GIVEN INFORMATION ::
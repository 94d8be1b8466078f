//! 同步调度 - 防抖推送与定时拉取
//!
//! 两类计时器都是显式的可取消句柄（`CancellationToken` + tokio 任务），
//! 全部基于 `tokio::time`，测试中可以用 `pause()` / `advance()` 推进虚拟时间。
//!
//! - 防抖推送：每次本地修改调用 `schedule_flush`，窗口内的重复调用只触发一次推送
//! - 推送结束后日志仍非空则再排一次；连续失败按 `RetryPolicy` 退避，但不短于防抖窗口
//! - 定时拉取：打开工作区时立即拉取一次，之后按固定间隔拉取，关闭时停止

use std::collections::HashMap;
use std::sync::atomic::{AtomicU32, Ordering};
use std::sync::Arc;
use std::time::Duration;

use parking_lot::Mutex;
use tokio::task::JoinHandle;
use tokio::time::MissedTickBehavior;
use tokio_util::sync::CancellationToken;
use tracing::{debug, error, info, warn};

use crate::config::SyncConfig;
use crate::error::Result;
use crate::storage::queue::SyncFailureReason;
use crate::sync::sync_engine::{FlushOutcome, SyncEngine};

struct PullLoop {
    token: CancellationToken,
    handle: JoinHandle<()>,
}

pub struct SyncScheduler {
    engine: Arc<SyncEngine>,
    config: SyncConfig,
    /// 当前待触发的推送计时器
    flush_timer: Mutex<Option<CancellationToken>>,
    pull_loops: Mutex<HashMap<String, PullLoop>>,
    failure_streak: AtomicU32,
    shutdown: CancellationToken,
}

impl SyncScheduler {
    pub fn new(engine: Arc<SyncEngine>, config: SyncConfig) -> Arc<Self> {
        Arc::new(Self {
            engine,
            config,
            flush_timer: Mutex::new(None),
            pull_loops: Mutex::new(HashMap::new()),
            failure_streak: AtomicU32::new(0),
            shutdown: CancellationToken::new(),
        })
    }

    pub fn engine(&self) -> &Arc<SyncEngine> {
        &self.engine
    }

    pub fn is_shut_down(&self) -> bool {
        self.shutdown.is_cancelled()
    }

    pub fn failure_streak(&self) -> u32 {
        self.failure_streak.load(Ordering::Relaxed)
    }

    fn debounce(&self) -> Duration {
        Duration::from_millis(self.config.flush_debounce_ms)
    }

    /// 安排一次防抖推送；窗口内再次调用会重新计时
    pub fn schedule_flush(self: &Arc<Self>) {
        self.arm_flush_timer(self.debounce());
    }

    fn arm_flush_timer(self: &Arc<Self>, delay: Duration) {
        if self.is_shut_down() {
            debug!("调度器已关闭，忽略推送请求");
            return;
        }
        let token = self.shutdown.child_token();
        if let Some(previous) = self.flush_timer.lock().replace(token.clone()) {
            previous.cancel();
        }

        let this = Arc::clone(self);
        tokio::spawn(async move {
            tokio::select! {
                _ = token.cancelled() => {}
                _ = tokio::time::sleep(delay) => {
                    // 计时器一旦触发，推送就不再受取消影响
                    let _ = this.run_flush_cycle().await;
                }
            }
        });
        debug!("推送计时器已设置: {:?}", delay);
    }

    fn cancel_flush_timer(&self) {
        if let Some(token) = self.flush_timer.lock().take() {
            token.cancel();
        }
    }

    /// 跳过防抖窗口立即推送
    pub async fn flush_now(self: &Arc<Self>) -> Result<FlushOutcome> {
        self.cancel_flush_timer();
        self.run_flush_cycle().await
    }

    /// 执行一次推送并决定是否需要下一轮
    async fn run_flush_cycle(self: &Arc<Self>) -> Result<FlushOutcome> {
        let result = self.engine.flush().await;
        match &result {
            Ok(FlushOutcome::AlreadyRunning) => {
                // 进行中的推送可能没有经过调度器，补排一次确保后续检查
                self.schedule_flush();
            }
            Ok(FlushOutcome::Completed(report)) => {
                let streak = if report.is_clean() {
                    self.failure_streak.store(0, Ordering::Relaxed);
                    0
                } else {
                    self.failure_streak.fetch_add(1, Ordering::Relaxed) + 1
                };
                if report.has_remaining() {
                    let reason = report
                        .failure_reason()
                        .cloned()
                        .unwrap_or(SyncFailureReason::NetworkUnavailable);
                    self.schedule_follow_up(streak, &reason);
                }
            }
            Err(e) => {
                error!("推送失败（本地存储）: {}", e);
                let streak = self.failure_streak.fetch_add(1, Ordering::Relaxed) + 1;
                self.schedule_follow_up(streak, &SyncFailureReason::from(e));
            }
        }
        result
    }

    fn schedule_follow_up(self: &Arc<Self>, streak: u32, reason: &SyncFailureReason) {
        let backoff = self.config.retry.delay_for(streak, reason).unwrap_or_default();
        let delay = backoff.max(self.debounce());
        if streak > 0 {
            warn!("连续推送失败 {} 次，{:?} 后重试", streak, delay);
        }
        self.arm_flush_timer(delay);
    }

    /// 开始定时拉取某工作区（立即拉取一次）；重复调用会替换旧的循环
    pub fn start_pull_loop(self: &Arc<Self>, workspace_id: &str) {
        if self.is_shut_down() {
            return;
        }
        let token = self.shutdown.child_token();
        let interval = Duration::from_millis(self.config.pull_interval_ms);
        let engine = Arc::clone(&self.engine);
        let ws = workspace_id.to_string();
        let loop_token = token.clone();

        let handle = tokio::spawn(async move {
            let mut ticker = tokio::time::interval(interval);
            ticker.set_missed_tick_behavior(MissedTickBehavior::Delay);
            loop {
                tokio::select! {
                    _ = loop_token.cancelled() => break,
                    _ = ticker.tick() => {}
                }
                // 关闭工作区时放弃进行中的拉取；拉取不触碰日志，可以安全丢弃
                tokio::select! {
                    _ = loop_token.cancelled() => break,
                    result = engine.reconcile(&ws) => {
                        if let Err(e) = result {
                            error!("拉取失败（本地存储）workspace={}: {}", ws, e);
                        }
                    }
                }
            }
            debug!("定时拉取已停止: {}", ws);
        });

        let previous = self
            .pull_loops
            .lock()
            .insert(workspace_id.to_string(), PullLoop { token, handle });
        if let Some(previous) = previous {
            previous.token.cancel();
        }
        info!("定时拉取已启动: {} (间隔 {:?})", workspace_id, interval);
    }

    /// 停止某工作区的定时拉取，并等待循环退出
    pub async fn stop_pull_loop(&self, workspace_id: &str) {
        let pull_loop = self.pull_loops.lock().remove(workspace_id);
        if let Some(pull_loop) = pull_loop {
            pull_loop.token.cancel();
            if let Err(e) = pull_loop.handle.await {
                warn!("定时拉取任务异常退出 {}: {}", workspace_id, e);
            }
        }
    }

    pub fn is_pulling(&self, workspace_id: &str) -> bool {
        self.pull_loops.lock().contains_key(workspace_id)
    }

    /// 停止所有计时器，等待进行中的推送结束后再做最后一次推送
    pub async fn shutdown(&self) -> Result<FlushOutcome> {
        info!("同步调度器关闭中");
        self.shutdown.cancel();
        self.cancel_flush_timer();

        let loops: Vec<(String, PullLoop)> = self.pull_loops.lock().drain().collect();
        for (ws, pull_loop) in loops {
            pull_loop.token.cancel();
            if let Err(e) = pull_loop.handle.await {
                warn!("定时拉取任务异常退出 {}: {}", ws, e);
            }
        }

        self.engine.wait_idle().await;
        self.engine.flush().await
    }
}

#[cfg(test)]
mod tests {
    use super::*;
    use crate::events::EventBus;
    use crate::storage::entities::{CanvasBoard, EntityKind, EntityRecord};
    use crate::storage::queue::RetryPolicy;
    use crate::storage::{LocalChange, StorageManager};
    use crate::sync::memory_gateway::InMemoryGateway;

    fn board(id: &str, x: f64) -> EntityRecord {
        EntityRecord::CanvasBoard(CanvasBoard {
            id: id.into(),
            workspace_id: "w1".into(),
            name: "Board".into(),
            width: 800.0,
            height: 600.0,
            x,
            y: 0.0,
            settings: Default::default(),
            sort_order: 1,
            updated_at: 0,
        })
    }

    async fn setup(config: SyncConfig) -> (Arc<StorageManager>, Arc<InMemoryGateway>, Arc<SyncScheduler>) {
        let storage = Arc::new(StorageManager::open_in_memory().await.unwrap());
        let gateway = Arc::new(InMemoryGateway::new());
        let engine = Arc::new(SyncEngine::new(
            storage.clone(),
            gateway.clone(),
            EventBus::default(),
            false,
        ));
        (storage, gateway, SyncScheduler::new(engine, config))
    }

    fn fast_config() -> SyncConfig {
        SyncConfig {
            flush_debounce_ms: 1_000,
            pull_interval_ms: 60_000,
            retry: RetryPolicy {
                base_delay_ms: 1_000,
                max_delay_ms: 8_000,
                backoff_factor: 2.0,
                jitter_factor: 0.0,
            },
            prune_on_pull: false,
        }
    }

    #[tokio::test(start_paused = true)]
    async fn debounce_coalesces_rapid_calls() {
        let (storage, gateway, scheduler) = setup(fast_config()).await;
        for i in 0..10 {
            storage.record_change(LocalChange::update(board("b1", i as f64))).await.unwrap();
            scheduler.schedule_flush();
            tokio::time::sleep(Duration::from_millis(100)).await;
        }
        assert_eq!(scheduler.engine().flush_runs(), 0);

        tokio::time::sleep(Duration::from_millis(1_500)).await;
        assert_eq!(scheduler.engine().flush_runs(), 1);
        assert_eq!(gateway.upsert_calls().len(), 1);
        assert_eq!(storage.operation_log().count().await.unwrap(), 0);
    }

    #[tokio::test(start_paused = true)]
    async fn failing_flush_retries_with_backoff_until_drained() {
        let (storage, gateway, scheduler) = setup(fast_config()).await;
        gateway.set_offline(true);
        storage.record_change(LocalChange::create(board("b1", 0.0))).await.unwrap();
        scheduler.schedule_flush();

        tokio::time::sleep(Duration::from_millis(1_100)).await;
        assert_eq!(scheduler.engine().flush_runs(), 1);
        assert_eq!(scheduler.failure_streak(), 1);

        // 第二次失败后的退避是 2s
        tokio::time::sleep(Duration::from_millis(1_100)).await;
        assert_eq!(scheduler.engine().flush_runs(), 2);
        assert_eq!(scheduler.failure_streak(), 2);

        gateway.set_offline(false);
        tokio::time::sleep(Duration::from_millis(2_100)).await;
        assert_eq!(scheduler.engine().flush_runs(), 3);
        assert_eq!(scheduler.failure_streak(), 0);
        assert_eq!(storage.operation_log().count().await.unwrap(), 0);
    }

    #[tokio::test(start_paused = true)]
    async fn pull_loop_runs_immediately_then_on_interval() {
        let (_storage, gateway, scheduler) = setup(fast_config()).await;
        scheduler.start_pull_loop("w1");
        tokio::time::sleep(Duration::from_millis(10)).await;
        let first = scheduler.engine().reconcile_runs();
        assert_eq!(first, 1);

        tokio::time::sleep(Duration::from_millis(60_000)).await;
        assert_eq!(scheduler.engine().reconcile_runs(), 2);
        assert!(gateway.list_calls() >= 2 * 5);

        scheduler.stop_pull_loop("w1").await;
        assert!(!scheduler.is_pulling("w1"));
        tokio::time::sleep(Duration::from_millis(120_000)).await;
        assert_eq!(scheduler.engine().reconcile_runs(), 2);
    }

    #[tokio::test(start_paused = true)]
    async fn shutdown_flushes_and_stops_timers() {
        let (storage, gateway, scheduler) = setup(fast_config()).await;
        scheduler.start_pull_loop("w1");
        storage.record_change(LocalChange::create(board("b1", 0.0))).await.unwrap();
        scheduler.schedule_flush();

        let outcome = scheduler.shutdown().await.unwrap();
        assert_eq!(outcome.report().unwrap().upserted, 1);
        assert_eq!(gateway.remote_count(EntityKind::CanvasBoard), 1);
        assert!(!scheduler.is_pulling("w1"));

        let runs = scheduler.engine().flush_runs();
        scheduler.schedule_flush();
        tokio::time::sleep(Duration::from_millis(5_000)).await;
        assert_eq!(scheduler.engine().flush_runs(), runs);
    }
}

INSTRUCTIONS FOR THE TASK ::
Copy every line where the word "ticker" is present in the entries above.

EXPECTED OUTPUT ::
            let mut ticker = tokio::time::interval(interval);
            ticker.set_missed_tick_behavior(MissedTickBehavior::Delay);
                    _ = ticker.tick() => {}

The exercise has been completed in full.